Pośpieszny pociąg nr 81202 jadący z Kołobrzegu do Warszawy Zachodniej, na stację kolejową w Suszu wjechał o godzinie 4:24. Dyżurny kierujący ruchem w tym samym czasie wprowadził na ten sam tor skład towarowy nr 70992. Skład przewoził 26 cystern z olejem napędowym. Pociąg ruszał z toru, spod semaforów wyjazdowych. Chwilę później, z prędkością 85km/h, pociąg pośpieszny relacji Kołobrzeg – Warszawa Zachodnia, najechał na ruszający ze stacji pociąg towarowy, w wyniku czego w Suszu doszło do tragedii.
Wybuchł ogromny pożar, płonęły wagony, sypialnie i lokomotywa. W akcji ratunkowej brało udział ponad 40 zastępów straży pożarnej.
Według oficjalnych informacji, w wypadku śmierć poniosła czwórka osób, a rannych zostało 34 podróżnych. Zginął m.in. wybitny maszynista z wieloletnim doświadczeniem, Kazimierz Opara. Wśród mieszkańców Susza mówi się o śmierci ponad 20 osób w katastrofie na stacji kolejowej.
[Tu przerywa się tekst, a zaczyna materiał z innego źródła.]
//! Batched least squares with per-column missing data.
//!
//! Every column `j` of the observation matrix `d` is solved independently as
//! `min_x || M_j * (G x - d_j) ||`, where `M_j` masks the NaN entries of the
//! column. Columns with no more valid observations than parameters, or with a
//! singular normal matrix, are returned as NaN.

use crate::types::{InsarError, InsarResult, Real};
use nalgebra::{DMatrix, DVector};
use ndarray::{s, Array2, ArrayView1, ArrayView2, ArrayView3, ArrayViewMut1, Zip};
use num_traits::Float;
use std::ops::Range;
use sysinfo::System;

/// Source of the memory budget used to size patches
pub trait MemoryEstimator: Send + Sync {
    /// Currently available memory in bytes
    fn available_bytes(&self) -> u64;
}

/// Available memory reported by the operating system
#[derive(Debug, Clone, Copy, Default)]
pub struct SystemMemory;

impl MemoryEstimator for SystemMemory {
    fn available_bytes(&self) -> u64 {
        let mut system = System::new();
        system.refresh_memory();
        system.available_memory()
    }
}

/// Fixed memory budget in bytes
#[derive(Debug, Clone, Copy)]
pub struct FixedMemory(pub u64);

impl MemoryEstimator for FixedMemory {
    fn available_bytes(&self) -> u64 {
        self.0
    }
}

/// Design matrix of a batched problem
#[derive(Debug, Clone, Copy)]
pub enum DesignMatrix<'a, T> {
    /// One `(n_obs, n_param)` matrix shared by all columns
    Shared(ArrayView2<'a, T>),
    /// One matrix per column, shape `(n_pt, n_obs, n_param)`
    PerPixel(ArrayView3<'a, T>),
}

impl<'a, T> DesignMatrix<'a, T> {
    pub fn n_params(&self) -> usize {
        match self {
            DesignMatrix::Shared(g) => g.ncols(),
            DesignMatrix::PerPixel(g) => g.dim().2,
        }
    }

    fn check_shape(&self, n_obs: usize, n_pt: usize) -> InsarResult<()> {
        match self {
            DesignMatrix::Shared(g) if g.nrows() != n_obs => Err(InsarError::Shape(format!(
                "G has {} rows but d has {} rows",
                g.nrows(),
                n_obs
            ))),
            DesignMatrix::PerPixel(g) if g.dim().0 != n_pt || g.dim().1 != n_obs => {
                Err(InsarError::Shape(format!(
                    "per-pixel G has shape {:?}, expected ({}, {}, n_param)",
                    g.dim(),
                    n_pt,
                    n_obs
                )))
            }
            _ => Ok(()),
        }
    }

    /// Columns `range` of the problem
    fn patch(&self, range: Range<usize>) -> DesignMatrix<'_, T> {
        match self {
            DesignMatrix::Shared(g) => DesignMatrix::Shared(g.view()),
            DesignMatrix::PerPixel(g) => DesignMatrix::PerPixel(g.slice(s![range, .., ..])),
        }
    }
}

/// Batched least-squares parameters
#[derive(Debug, Clone)]
pub struct BatchLstsqParams {
    /// Headroom multiplier on the estimated memory use of a patch
    pub safety_factor: f64,
    /// Log the progress of every patch at info level
    pub progress: bool,
}

impl Default for BatchLstsqParams {
    fn default() -> Self {
        Self {
            safety_factor: 2.0,
            progress: true,
        }
    }
}

/// Split `n_pt` columns into near-equal patches fitting the memory budget.
///
/// The memory needed for all columns is estimated as
/// `n_obs * n_pt * n_param^2 * itemsize * safety_factor`.
pub fn patch_columns(
    n_obs: usize,
    n_pt: usize,
    n_param: usize,
    itemsize: usize,
    safety_factor: f64,
    available_bytes: u64,
) -> Vec<Range<usize>> {
    if n_pt == 0 {
        return Vec::new();
    }
    let needed = n_obs as f64 * n_pt as f64 * (n_param * n_param) as f64 * itemsize as f64 * safety_factor;
    let budget = available_bytes.max(1) as f64;
    let rough = ((needed / budget).ceil() as usize).clamp(1, n_pt);

    let width = n_pt.div_ceil(rough);
    let n_patch = n_pt.div_ceil(width);
    (0..n_patch)
        .map(|i| i * width..((i + 1) * width).min(n_pt))
        .collect()
}

/// Batched least-squares solver with memory-aware patching
pub struct BatchSolver {
    params: BatchLstsqParams,
    memory: Box<dyn MemoryEstimator>,
}

impl BatchSolver {
    /// Create a solver with default parameters probing system memory
    pub fn new() -> Self {
        Self::with_params(BatchLstsqParams::default())
    }

    /// Create a solver with custom parameters probing system memory
    pub fn with_params(params: BatchLstsqParams) -> Self {
        Self {
            params,
            memory: Box::new(SystemMemory),
        }
    }

    /// Replace the memory probe
    pub fn with_memory_estimator(mut self, memory: Box<dyn MemoryEstimator>) -> Self {
        self.memory = memory;
        self
    }

    pub fn params(&self) -> &BatchLstsqParams {
        &self.params
    }

    /// Solve every column of `d`, returning a `(n_param, n_pt)` matrix
    pub fn solve<T: Real>(&self, g: DesignMatrix<'_, T>, d: ArrayView2<'_, T>) -> InsarResult<Array2<T>> {
        let safety_factor = self.params.safety_factor;
        if !(safety_factor.is_finite() && safety_factor > 0.0) {
            return Err(InsarError::InvalidParameter(format!(
                "safety factor must be positive, got {}",
                safety_factor
            )));
        }
        let (n_obs, n_pt) = d.dim();
        g.check_shape(n_obs, n_pt)?;
        let n_param = g.n_params();

        let available = self.memory.available_bytes();
        let patches = patch_columns(
            n_obs,
            n_pt,
            n_param,
            std::mem::size_of::<T>(),
            safety_factor,
            available,
        );
        log::debug!(
            "Batch least squares: {} observations x {} columns, {} parameters, {} patches ({} MB available, {} threads)",
            n_obs,
            n_pt,
            n_param,
            patches.len(),
            available / (1024 * 1024),
            rayon::current_num_threads()
        );

        let mut result = Array2::from_elem((n_param, n_pt), <T as Float>::nan());
        let n_patch = patches.len();
        for (i, cols) in patches.into_iter().enumerate() {
            let solved = censored_lstsq(g.patch(cols.clone()), d.slice(s![.., cols.clone()]))?;
            result.slice_mut(s![.., cols.clone()]).assign(&solved);
            if self.params.progress {
                log::info!("Batch least squares: patch {}/{} (columns {}..{})", i + 1, n_patch, cols.start, cols.end);
            } else {
                log::debug!("Batch least squares: patch {}/{} (columns {}..{})", i + 1, n_patch, cols.start, cols.end);
            }
        }
        Ok(result)
    }
}

impl Default for BatchSolver {
    fn default() -> Self {
        Self::new()
    }
}

/// Solve every column of `d` with default parameters and system memory probing
pub fn batch_lstsq<T: Real>(g: DesignMatrix<'_, T>, d: ArrayView2<'_, T>) -> InsarResult<Array2<T>> {
    BatchSolver::new().solve(g, d)
}

/// Least squares of all columns at once, tolerating NaN observations.
///
/// Returns a `(n_param, n_pt)` matrix; unsolvable columns are NaN.
pub fn censored_lstsq<T: Real>(g: DesignMatrix<'_, T>, d: ArrayView2<'_, T>) -> InsarResult<Array2<T>> {
    let (n_obs, n_pt) = d.dim();
    g.check_shape(n_obs, n_pt)?;
    let n_param = g.n_params();

    let mut x = Array2::from_elem((n_param, n_pt), <T as Float>::nan());
    match g {
        DesignMatrix::Shared(g) => {
            let zip = Zip::from(x.columns_mut()).and(d.columns());
            #[cfg(feature = "parallel")]
            zip.par_for_each(|out, obs| solve_column(g, obs, out));
            #[cfg(not(feature = "parallel"))]
            zip.for_each(|out, obs| solve_column(g, obs, out));
        }
        DesignMatrix::PerPixel(g) => {
            let zip = Zip::from(x.columns_mut()).and(d.columns()).and(g.outer_iter());
            #[cfg(feature = "parallel")]
            zip.par_for_each(|out, obs, g| solve_column(g, obs, out));
            #[cfg(not(feature = "parallel"))]
            zip.for_each(|out, obs, g| solve_column(g, obs, out));
        }
    }
    Ok(x)
}

/// Solve the masked normal equations `Gᵀ M G x = Gᵀ M d` of one column.
///
/// `out` is left untouched (NaN) when the column is under-determined or the
/// normal matrix is singular.
fn solve_column<T: Real>(g: ArrayView2<'_, T>, obs: ArrayView1<'_, T>, mut out: ArrayViewMut1<'_, T>) {
    let n_param = g.ncols();
    let mut normal = DMatrix::<T>::zeros(n_param, n_param);
    let mut rhs = DVector::<T>::zeros(n_param);
    let mut n_valid = 0usize;

    for (row, &value) in g.rows().into_iter().zip(obs.iter()) {
        if Float::is_nan(value) {
            continue;
        }
        n_valid += 1;
        for a in 0..n_param {
            let ga = row[a];
            if ga == T::zero() {
                continue;
            }
            rhs[a] += ga * value;
            for b in 0..n_param {
                normal[(a, b)] += ga * row[b];
            }
        }
    }

    if n_valid <= n_param {
        return;
    }
    let Some(solution) = normal.lu().solve(&rhs) else {
        return;
    };
    if solution.iter().all(|v| Float::is_finite(*v)) {
        for (o, v) in out.iter_mut().zip(solution.iter()) {
            *o = *v;
        }
    }
}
Przyczyną wypadku było dopuszczenie do ruchu na tym samym torze dwóch pociągów przez dyżurnego kierującego ruchem.
No pewnie że zginęło więcej osób niż cztery. Skąd wiem? Bo jechałem tym pospiesznym. Ciał przykrytych prześcieradłami było co najmniej kilkanaście. Mimo, że byłem dzieckiem(7 lat) nigdy nie zapomnę szoku, czarnego dymu i łuny pożaru. I tych podmokłych łąk, w które uciekaliśmy, bo od strony stacji była zerwana trakcja.